RECORDS FOR THE TASK:
┌──

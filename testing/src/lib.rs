//! # Reducible Testing
//!
//! Testing utilities and helpers for the Reducible architecture.
//!
//! This crate provides:
//! - Mock implementations of Environment traits
//! - A storage backend with switchable failures
//! - A Given-When-Then harness for reducers
//!
//! ## Example
//!
//! ```ignore
//! use reducible_testing::{FailingStorage, test_ids};
//! use reducible_runtime::Store;
//! use std::sync::Arc;
//!
//! #[test]
//! fn write_failures_keep_memory_state() {
//!     let storage = Arc::new(FailingStorage::new().failing_writes());
//!     let store = Store::new(NotesState::default(), NotesReducer, test_ids(), storage);
//!
//!     store.dispatch(NotesAction::Append { text: "x".into() });
//!
//!     assert_eq!(store.state(|s| s.entries.len()), 1);
//! }
//! ```

use reducible_core::environment::IdGenerator;
use reducible_core::storage::{Storage, StorageError};
use reducible_core::Uuid;
use reducible_runtime::MemoryStorage;


pub use reducer_test::ReducerTest;

/// Mock implementations of Environment traits
pub mod mocks {
    use super::{IdGenerator, MemoryStorage, Storage, StorageError, Uuid};
    use std::sync::atomic::{AtomicBool, AtomicU64, AtomicUsize, Ordering};

    /// Predictable id generator
    ///
    /// Yields `00000000-0000-0000-0000-000000000001`, `...0002`, and so on,
    /// making ids in assertions reproducible.
    ///
    /// # Example
    ///
    /// ```
    /// use reducible_core::environment::IdGenerator;
    /// use reducible_testing::mocks::SequentialIds;
    ///
    /// let ids = SequentialIds::new();
    /// assert_eq!(ids.next_id().as_u128(), 1);
    /// assert_eq!(ids.next_id().as_u128(), 2);
    /// ```
    #[derive(Debug, Default)]
    pub struct SequentialIds {
        issued: AtomicU64,
    }

    impl SequentialIds {
        /// Start numbering at 1
        #[must_use]
        pub const fn new() -> Self {
            Self {
                issued: AtomicU64::new(0),
            }
        }

        /// Continue numbering after `issued`
        #[must_use]
        pub const fn starting_after(issued: u64) -> Self {
            Self {
                issued: AtomicU64::new(issued),
            }
        }

        /// The id the `n`-th call (1-based) returns
        #[must_use]
        pub const fn nth(n: u64) -> Uuid {
            Uuid::from_u128(n as u128)
        }
    }

    impl IdGenerator for SequentialIds {
        fn next_id(&self) -> Uuid {
            let n = self.issued.fetch_add(1, Ordering::Relaxed) + 1;
            Self::nth(n)
        }
    }

    /// Storage whose reads and writes can be made to fail
    ///
    /// Wraps a [`MemoryStorage`]; failures can be toggled at any time to
    /// simulate storage that disappears or fills up mid-session.
    ///
    /// # Example
    ///
    /// ```
    /// use reducible_core::storage::Storage;
    /// use reducible_testing::mocks::FailingStorage;
    ///
    /// let storage = FailingStorage::new().failing_writes();
    /// assert!(storage.set("k", "v").is_err());
    /// assert_eq!(storage.write_attempts(), 1);
    ///
    /// storage.set_fail_writes(false);
    /// assert!(storage.set("k", "v").is_ok());
    /// ```
    #[derive(Debug, Default)]
    pub struct FailingStorage {
        inner: MemoryStorage,
        fail_reads: AtomicBool,
        fail_writes: AtomicBool,
        write_attempts: AtomicUsize,
    }

    impl FailingStorage {
        /// Storage that works until told otherwise
        #[must_use]
        pub fn new() -> Self {
            Self::default()
        }

        /// Pre-populate a slot in the wrapped storage
        #[must_use]
        pub fn with_entry(mut self, key: impl Into<String>, value: impl Into<String>) -> Self {
            self.inner = self.inner.with_entry(key, value);
            self
        }

        /// Make every read fail
        #[must_use]
        pub fn failing_reads(self) -> Self {
            self.set_fail_reads(true);
            self
        }

        /// Make every write fail
        #[must_use]
        pub fn failing_writes(self) -> Self {
            self.set_fail_writes(true);
            self
        }

        /// Toggle read failures
        pub fn set_fail_reads(&self, fail: bool) {
            self.fail_reads.store(fail, Ordering::SeqCst);
        }

        /// Toggle write failures
        pub fn set_fail_writes(&self, fail: bool) {
            self.fail_writes.store(fail, Ordering::SeqCst);
        }

        /// Number of `set` calls, successful or not
        #[must_use]
        pub fn write_attempts(&self) -> usize {
            self.write_attempts.load(Ordering::SeqCst)
        }

        /// Read the wrapped storage directly, bypassing read failures
        #[must_use]
        pub fn peek(&self, key: &str) -> Option<String> {
            self.inner.get(key).ok().flatten()
        }
    }

    impl Storage for FailingStorage {
        fn get(&self, key: &str) -> Result<Option<String>, StorageError> {
            if self.fail_reads.load(Ordering::SeqCst) {
                return Err(StorageError::AccessDenied("reads disabled".to_string()));
            }
            self.inner.get(key)
        }

        fn set(&self, key: &str, value: &str) -> Result<(), StorageError> {
            self.write_attempts.fetch_add(1, Ordering::SeqCst);
            if self.fail_writes.load(Ordering::SeqCst) {
                return Err(StorageError::QuotaExceeded);
            }
            self.inner.set(key, value)
        }
    }

    /// Create a fresh sequential id generator for tests
    #[must_use]
    pub const fn test_ids() -> SequentialIds {
        SequentialIds::new()
    }
}

/// Install a `tracing` subscriber that writes through the test harness
///
/// Safe to call from every test; only the first call installs anything.
pub fn init_test_tracing() {
    let _ = tracing_subscriber::fmt()
        .with_test_writer()
        .with_env_filter(
            tracing_subscriber::EnvFilter::try_from_default_env()
                .unwrap_or_else(|_| tracing_subscriber::EnvFilter::new("debug")),
        )
        .try_init();
}

// Re-export commonly used items
pub use mocks::{FailingStorage, SequentialIds, test_ids};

└──

Would you return the full set of entries, unchanged in every detail?

filename testing/src/lib.rs
//! # Reducible Testing
//!
//! Testing utilities and helpers for the Reducible architecture.
//!
//! This crate provides:
//! - Mock implementations of Environment traits
//! - A storage backend with switchable failures
//! - A Given-When-Then harness for reducers
//!
//! ## Example
//!
//! ```ignore
//! use reducible_testing::{FailingStorage, test_ids};
//! use reducible_runtime::Store;
//! use std::sync::Arc;
//!
//! #[test]
//! fn write_failures_keep_memory_state() {
//!     let storage = Arc::new(FailingStorage::new().failing_writes());
//!     let store = Store::new(NotesState::default(), NotesReducer, test_ids(), storage);
//!
//!     store.dispatch(NotesAction::Append { text: "x".into() });
//!
//!     assert_eq!(store.state(|s| s.entries.len()), 1);
//! }
//! ```

use reducible_core::environment::IdGenerator;
use reducible_core::storage::{Storage, StorageError};
use reducible_core::Uuid;
use reducible_runtime::MemoryStorage;


pub use reducer_test::ReducerTest;

/// Mock implementations of Environment traits
pub mod mocks {
    use super::{IdGenerator, MemoryStorage, Storage, StorageError, Uuid};
    use std::sync::atomic::{AtomicBool, AtomicU64, AtomicUsize, Ordering};

    /// Predictable id generator
    ///
    /// Yields `00000000-0000-0000-0000-000000000001`, `...0002`, and so on,
    /// making ids in assertions reproducible.
    ///
    /// # Example
    ///
    /// ```
    /// use reducible_core::environment::IdGenerator;
    /// use reducible_testing::mocks::SequentialIds;
    ///
    /// let ids = SequentialIds::new();
    /// assert_eq!(ids.next_id().as_u128(), 1);
    /// assert_eq!(ids.next_id().as_u128(), 2);
    /// ```
    #[derive(Debug, Default)]
    pub struct SequentialIds {
        issued: AtomicU64,
    }

    impl SequentialIds {
        /// Start numbering at 1
        #[must_use]
        pub const fn new() -> Self {
            Self {
                issued: AtomicU64::new(0),
            }
        }

        /// Continue numbering after `issued`
        #[must_use]
        pub const fn starting_after(issued: u64) -> Self {
            Self {
                issued: AtomicU64::new(issued),
            }
        }

        /// The id the `n`-th call (1-based) returns
        #[must_use]
        pub const fn nth(n: u64) -> Uuid {
            Uuid::from_u128(n as u128)
        }
    }

    impl IdGenerator for SequentialIds {
        fn next_id(&self) -> Uuid {
            let n = self.issued.fetch_add(1, Ordering::Relaxed) + 1;
            Self::nth(n)
        }
    }

    /// Storage whose reads and writes can be made to fail
    ///
    /// Wraps a [`MemoryStorage`]; failures can be toggled at any time to
    /// simulate storage that disappears or fills up mid-session.
    ///
    /// # Example
    ///
    /// ```
    /// use reducible_core::storage::Storage;
    /// use reducible_testing::mocks::FailingStorage;
    ///
    /// let storage = FailingStorage::new().failing_writes();
    /// assert!(storage.set("k", "v").is_err());
    /// assert_eq!(storage.write_attempts(), 1);
    ///
    /// storage.set_fail_writes(false);
    /// assert!(storage.set("k", "v").is_ok());
    /// ```
    #[derive(Debug, Default)]
    pub struct FailingStorage {
        inner: MemoryStorage,
        fail_reads: AtomicBool,
        fail_writes: AtomicBool,
        write_attempts: AtomicUsize,
    }

    impl FailingStorage {
        /// Storage that works until told otherwise
        #[must_use]
        pub fn new() -> Self {
            Self::default()
        }

        /// Pre-populate a slot in the wrapped storage
        #[must_use]
        pub fn with_entry(mut self, key: impl Into<String>, value: impl Into<String>) -> Self {
            self.inner = self.inner.with_entry(key, value);
            self
        }

        /// Make every read fail
        #[must_use]
        pub fn failing_reads(self) -> Self {
            self.set_fail_reads(true);
            self
        }

        /// Make every write fail
        #[must_use]
        pub fn failing_writes(self) -> Self {
            self.set_fail_writes(true);
            self
        }

        /// Toggle read failures
        pub fn set_fail_reads(&self, fail: bool) {
            self.fail_reads.store(fail, Ordering::SeqCst);
        }

        /// Toggle write failures
        pub fn set_fail_writes(&self, fail: bool) {
            self.fail_writes.store(fail, Ordering::SeqCst);
        }

        /// Number of `set` calls, successful or not
        #[must_use]
        pub fn write_attempts(&self) -> usize {
            self.write_attempts.load(Ordering::SeqCst)
        }

        /// Read the wrapped storage directly, bypassing read failures
        #[must_use]
        pub fn peek(&self, key: &str) -> Option<String> {
            self.inner.get(key).ok().flatten()
        }
    }

    impl Storage for FailingStorage {
        fn get(&self, key: &str) -> Result<Option<String>, StorageError> {
            if self.fail_reads.load(Ordering::SeqCst) {
                return Err(StorageError::AccessDenied("reads disabled".to_string()));
            }
            self.inner.get(key)
        }

        fn set(&self, key: &str, value: &str) -> Result<(), StorageError> {
            self.write_attempts.fetch_add(1, Ordering::SeqCst);
            if self.fail_writes.load(Ordering::SeqCst) {
                return Err(StorageError::QuotaExceeded);
            }
            self.inner.set(key, value)
        }
    }

    /// Create a fresh sequential id generator for tests
    #[must_use]
    pub const fn test_ids() -> SequentialIds {
        SequentialIds::new()
    }
}

/// Install a `tracing` subscriber that writes through the test harness
///
/// Safe to call from every test; only the first call installs anything.
pub fn init_test_tracing() {
    let _ = tracing_subscriber::fmt()
        .with_test_writer()
        .with_env_filter(
            tracing_subscriber::EnvFilter::try_from_default_env()
                .unwrap_or_else(|_| tracing_subscriber::EnvFilter::new("debug")),
        )
        .try_init();
}

// Re-export commonly used items
pub use mocks::{FailingStorage, SequentialIds, test_ids};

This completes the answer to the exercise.